Türkiye’de çevre ile ilgili yasalar, gerektiği gibi uygulanmıyor
Türkiye’deki çevre krizinin önemli bir sorun hale gelmesindeki bir diğer sebep, gerektiği gibi uygulanmayan yasalar! Örneğin Türkiye’de maden faaliyetlerini düzenleyen yasalar, 2001 yılından bu yana 21 defa değişikliğe uğramış. Uzmanlara göre, yasaların kısa sürelerde değişmesi oldukça önemli bir sorun. Bunun sonucunda ortaya çıkan faaliyetler, önemli ölçüde çevre tahribatına sebep oluyor. Çevre tahribatıyla büyümeye devem eden çevre krizi ise, içinden çıkılmaz bir hal alıyor. Öte yandan, Türkiye’deki çevre sorunun çözümsüz hale getiren bir diğer şey, yasaların gerektiği şekilde uygulanmaması. Uzmanlar, özellikle madencilik faaliyetlerine karşı çevreyi koruyan önemli yasaların bulunduğunu belirtiyorlar. Ancak, gerektiği gibi uygulanmayan yasalar, ormanlarda ve yeşil alanlardaki tahribatın boyutlarının artmasına neden oluyor. Sonuçta, yasaların gerektiği şekilde uygulanmaması, Türkiye’deki çevre krizini büyüten önemli sebeplerden birisi olamaya devam ediyor.
Türkiye’de çevre sorunlarının çözümsüz hale gelmesinde tüketicilerin de payı var
Bilim insanlarına göre, Türkiye’deki çevre sorunlarının çözümsüz hale gelmesinde tüketicilerin de payı var! Türkiye, uzun yıllardır kamuoyu tarafından su sıkıntısı olmayan bir ülke olarak algılanıyor. Ancak gerçek hiç de öyle değil! Devlet Su İşleri tarafından açıklanan verilere göre Türkiye’de kişi başına düşen yıllık su miktarı 1519 metreküp. Bu rakam, uluslararası değerlendirmeler göre, Türkiye’nin su kıtlığı çeken ülkeler arasında olduğunu ortaya koyuyor. Hal böyle olunca Türkiye’deki tüketicilerin su kullanımındaki aşırılıkları ve bilinçsiz su kullanımı, Türkiye’deki çevre sorunlarının büyüyerek devam etmesine neden oluyor.
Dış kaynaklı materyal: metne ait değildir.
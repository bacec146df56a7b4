//! Owned raster image buffer.
//!
//! # Overview
//!
//! [`Image`] owns a flat byte buffer plus the metadata needed to interpret
//! it: width, height, [`PixelFormat`] and the number of mip levels stored
//! back to back. Every constructor upholds the size invariant:
//!
//! ```text
//! data.len() == sum over level in 0..mipmaps of pixel_data_size(w >> level, h >> level, format)
//! ```
//!
//! (each level dimension floored at 1).
//!
//! Images are exclusively owned. `Clone` is a deep copy of every mip level
//! and dropping releases the buffer. Operations that change geometry or
//! format build a fresh image and swap it in, so a failed operation never
//! leaves a half-written buffer behind.
//!
//! # Usage
//!
//! ```rust
//! use texel_core::{Color, Image, PixelFormat, Rect};
//!
//! let img = Image::filled(4, 4, Color::RED);
//! assert_eq!(img.format(), PixelFormat::R8G8B8A8);
//! assert_eq!(img.data().len(), 64);
//! assert_eq!(img.pixel(3, 3)?, Color::RED);
//!
//! let part = img.sub_image(Rect::new(-1, 2, 3, 8))?;
//! assert_eq!((part.width(), part.height()), (2, 2));
//! # Ok::<(), texel_core::Error>(())
//! ```
//!
//! # Used By
//!
//! - `texel-ops` - every geometric, color, compositing and mipmap operation
//! - `texel-cli` - raw buffer loading and saving

use std::fmt;

use crate::codec::{self, PixelCodec};
use crate::color::Color;
use crate::config::CodecConfig;
use crate::error::{Error, Result};
use crate::format::{mip_chain_size, mip_level_dims, pixel_data_size, PixelFormat};
use crate::rect::Rect;

/// Raster image with an optional mip chain.
#[derive(Clone, PartialEq, Eq)]
pub struct Image {
    data: Vec<u8>,
    width: u32,
    height: u32,
    mipmaps: u32,
    format: PixelFormat,
}

impl Default for Image {
    /// Empty (invalid) RGBA image.
    fn default() -> Self {
        Self {
            data: Vec::new(),
            width: 0,
            height: 0,
            mipmaps: 1,
            format: PixelFormat::R8G8B8A8,
        }
    }
}

impl Image {
    /// Allocates a zero-filled single-level image.
    pub fn new(width: u32, height: u32, format: PixelFormat) -> Self {
        Self {
            data: vec![0; pixel_data_size(width, height, format)],
            width,
            height,
            mipmaps: 1,
            format,
        }
    }

    /// Wraps an existing single-level buffer.
    ///
    /// # Errors
    ///
    /// [`Error::BufferSize`] if `data` does not hold exactly one level.
    pub fn from_data(data: Vec<u8>, width: u32, height: u32, format: PixelFormat) -> Result<Self> {
        Self::from_data_with_mipmaps(data, width, height, format, 1)
    }

    /// Wraps an existing buffer holding `mipmaps` levels.
    ///
    /// # Errors
    ///
    /// - [`Error::InvalidDimensions`] if `mipmaps` is 0 or exceeds the chain
    ///   length for the base size
    /// - [`Error::BufferSize`] if `data` does not match the chain size
    pub fn from_data_with_mipmaps(
        data: Vec<u8>,
        width: u32,
        height: u32,
        format: PixelFormat,
        mipmaps: u32,
    ) -> Result<Self> {
        let max_levels = crate::format::mip_level_count(width, height).max(1);
        if mipmaps == 0 || mipmaps > max_levels {
            return Err(Error::invalid_dimensions(
                width,
                height,
                format!("{mipmaps} mip levels (max {max_levels})"),
            ));
        }
        let expected = mip_chain_size(width, height, format, mipmaps);
        if data.len() != expected {
            return Err(Error::BufferSize {
                expected,
                got: data.len(),
            });
        }
        Ok(Self {
            data,
            width,
            height,
            mipmaps,
            format,
        })
    }

    /// Loads a single-level image from raw bytes after skipping `header_size`.
    ///
    /// Trailing bytes beyond one level are ignored.
    ///
    /// # Errors
    ///
    /// [`Error::BufferSize`] if fewer than `header_size + pixel_data_size`
    /// bytes are available.
    pub fn from_raw_bytes(
        bytes: &[u8],
        width: u32,
        height: u32,
        format: PixelFormat,
        header_size: usize,
    ) -> Result<Self> {
        let size = pixel_data_size(width, height, format);
        let payload = bytes
            .get(header_size..header_size.saturating_add(size))
            .ok_or(Error::BufferSize {
                expected: header_size.saturating_add(size),
                got: bytes.len(),
            })?;
        Self::from_data(payload.to_vec(), width, height, format)
    }

    /// Solid-color RGBA image.
    pub fn filled(width: u32, height: u32, color: Color) -> Self {
        let count = width as usize * height as usize;
        let rgba: [u8; 4] = color.into();
        Self {
            data: rgba.repeat(count),
            width,
            height,
            mipmaps: 1,
            format: PixelFormat::R8G8B8A8,
        }
    }

    /// RGBA image from a row-major color array.
    ///
    /// # Errors
    ///
    /// [`Error::BufferSize`] if `colors.len() != width * height`.
    pub fn from_colors(colors: &[Color], width: u32, height: u32) -> Result<Self> {
        Self::from_colors_as(colors, width, height, PixelFormat::R8G8B8A8, &CodecConfig::default())
    }

    /// Encodes a row-major color array as `format`.
    ///
    /// # Errors
    ///
    /// - [`Error::BufferSize`] on a color count mismatch
    /// - [`Error::UnsupportedFormat`] if `format` has no pixel codec
    pub fn from_colors_as(
        colors: &[Color],
        width: u32,
        height: u32,
        format: PixelFormat,
        config: &CodecConfig,
    ) -> Result<Self> {
        let expected = width as usize * height as usize;
        if colors.len() != expected {
            return Err(Error::BufferSize {
                expected,
                got: colors.len(),
            });
        }
        let data = codec::colors_to_format(colors, format, config)?;
        Self::from_data(data, width, height, format)
    }

    /// Width in pixels.
    #[inline]
    pub fn width(&self) -> u32 {
        self.width
    }

    /// Height in pixels.
    #[inline]
    pub fn height(&self) -> u32 {
        self.height
    }

    /// `(width, height)`.
    #[inline]
    pub fn dimensions(&self) -> (u32, u32) {
        (self.width, self.height)
    }

    /// Pixel encoding.
    #[inline]
    pub fn format(&self) -> PixelFormat {
        self.format
    }

    /// Number of stored mip levels (at least 1).
    #[inline]
    pub fn mipmaps(&self) -> u32 {
        self.mipmaps
    }

    /// Full rectangle of the base level.
    #[inline]
    pub fn bounds(&self) -> Rect {
        Rect::from_size(self.width, self.height)
    }

    /// Number of pixels in the base level.
    #[inline]
    pub fn pixel_count(&self) -> usize {
        self.width as usize * self.height as usize
    }

    /// `false` for an empty buffer or a zero dimension.
    ///
    /// Every operation checks this first and does nothing when it fails.
    #[inline]
    pub fn is_valid(&self) -> bool {
        !self.data.is_empty() && self.width > 0 && self.height > 0
    }

    /// Whole buffer, all mip levels.
    #[inline]
    pub fn data(&self) -> &[u8] {
        &self.data
    }

    /// Mutable access to the whole buffer.
    #[inline]
    pub fn data_mut(&mut self) -> &mut [u8] {
        &mut self.data
    }

    /// Consumes the image, returning its buffer.
    #[inline]
    pub fn into_data(self) -> Vec<u8> {
        self.data
    }

    /// Byte size of the base level.
    #[inline]
    pub fn base_level_size(&self) -> usize {
        pixel_data_size(self.width, self.height, self.format)
    }

    /// Base level bytes.
    #[inline]
    pub fn base_level(&self) -> &[u8] {
        let end = self.base_level_size().min(self.data.len());
        &self.data[..end]
    }

    /// Mutable base level bytes.
    #[inline]
    pub fn base_level_mut(&mut self) -> &mut [u8] {
        let end = self.base_level_size().min(self.data.len());
        &mut self.data[..end]
    }

    /// Dimensions of mip `level`.
    #[inline]
    pub fn mip_level_dims(&self, level: u32) -> (u32, u32) {
        mip_level_dims(self.width, self.height, level)
    }

    /// Bytes of mip `level`, `None` if the level is not stored.
    pub fn level_data(&self, level: u32) -> Option<&[u8]> {
        if level >= self.mipmaps {
            return None;
        }
        let offset = mip_chain_size(self.width, self.height, self.format, level);
        let (w, h) = self.mip_level_dims(level);
        self.data.get(offset..offset + pixel_data_size(w, h, self.format))
    }

    /// Bytes per base-level row, `None` for block-compressed formats.
    #[inline]
    pub fn stride(&self) -> Option<usize> {
        self.format
            .bytes_per_pixel()
            .map(|bpp| bpp * self.width as usize)
    }

    /// Reads one base-level pixel.
    ///
    /// # Errors
    ///
    /// [`Error::OutOfBounds`] outside the image, [`Error::UnsupportedFormat`]
    /// for formats without a pixel codec.
    pub fn pixel(&self, x: u32, y: u32) -> Result<Color> {
        let codec = PixelCodec::new(self.format)?;
        let offset = self.pixel_offset(x, y, codec.bytes_per_pixel())?;
        Ok(codec.read(&self.data[offset..]))
    }

    /// Writes one base-level pixel.
    ///
    /// # Errors
    ///
    /// Same as [`pixel`](Self::pixel).
    pub fn set_pixel(&mut self, x: u32, y: u32, color: Color, config: &CodecConfig) -> Result<()> {
        let codec = PixelCodec::new(self.format)?;
        let offset = self.pixel_offset(x, y, codec.bytes_per_pixel())?;
        codec.write(&mut self.data[offset..], color, config);
        Ok(())
    }

    fn pixel_offset(&self, x: u32, y: u32, bpp: usize) -> Result<usize> {
        if x >= self.width || y >= self.height {
            return Err(Error::out_of_bounds(x as i32, y as i32, self.width, self.height));
        }
        Ok((y as usize * self.width as usize + x as usize) * bpp)
    }

    /// Copies a region of the base level into a new single-level image.
    ///
    /// The rectangle is clamped to the image first.
    ///
    /// # Errors
    ///
    /// - [`Error::InvalidImage`] for an empty image
    /// - [`Error::UnsupportedFormat`] for block-compressed formats
    /// - [`Error::InvalidRegion`] when nothing of `rect` is inside the image
    pub fn sub_image(&self, rect: Rect) -> Result<Image> {
        if !self.is_valid() {
            return Err(Error::InvalidImage);
        }
        let bpp = self
            .format
            .bytes_per_pixel()
            .ok_or_else(|| Error::unsupported_format(self.format, "sub_image"))?;
        let r = rect
            .clamp_to(self.width, self.height)
            .ok_or_else(|| Error::invalid_region(rect, self.width, self.height))?;

        let src_stride = self.width as usize * bpp;
        let row_len = r.width as usize * bpp;
        let mut data = Vec::with_capacity(row_len * r.height as usize);
        for y in r.y..r.bottom() {
            let start = y as usize * src_stride + r.x as usize * bpp;
            data.extend_from_slice(&self.data[start..start + row_len]);
        }
        let (w, h) = r.size();
        Image::from_data(data, w, h, self.format)
    }
}

impl fmt::Debug for Image {
    fn fmt(&self, f: &mut fmt::Formatter<'_>) -> fmt::Result {
        f.debug_struct("Image")
            .field("width", &self.width)
            .field("height", &self.height)
            .field("format", &self.format)
            .field("mipmaps", &self.mipmaps)
            .field("bytes", &self.data.len())
            .finish()
    }
}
Ülkemizde çevre bilinci istenen düzeyde gelişmedi
Türkiye’de çevre eğitimi ilkokul, ortaokul ve lise düzeyindeki derslerde veriliyor. Buna rağmen Türkiye’nin çevre eğitiminde önemli eksiklikler bulunuyor. Bilim insanlarına göre bunun en önemli sebebi, derslerde insan – doğa ilişkisinin yeterince kavranamaması. Bunun sonucunda, öğrencilerin çevreye ve doğaya dair önemli değerleri benimsemesi zorlaşıyor. Böylece, öğrencilerin çevre ile ilgili sorunları bütüncül bir şekilde ele alıp değerlendirmesi mümkün olmuyor. Çevre ve doğaya karşı duyarsız bireyler ise, çevre krizi ve sonuçlarının en önemli faktörlerinden! Uzmanlar çevre sorunlarına daha duyarlı insanların yetiştirilebilmesi için, üniversitelerde çevre derslerinin zorunlu hale getirilebileceğini söylüyor.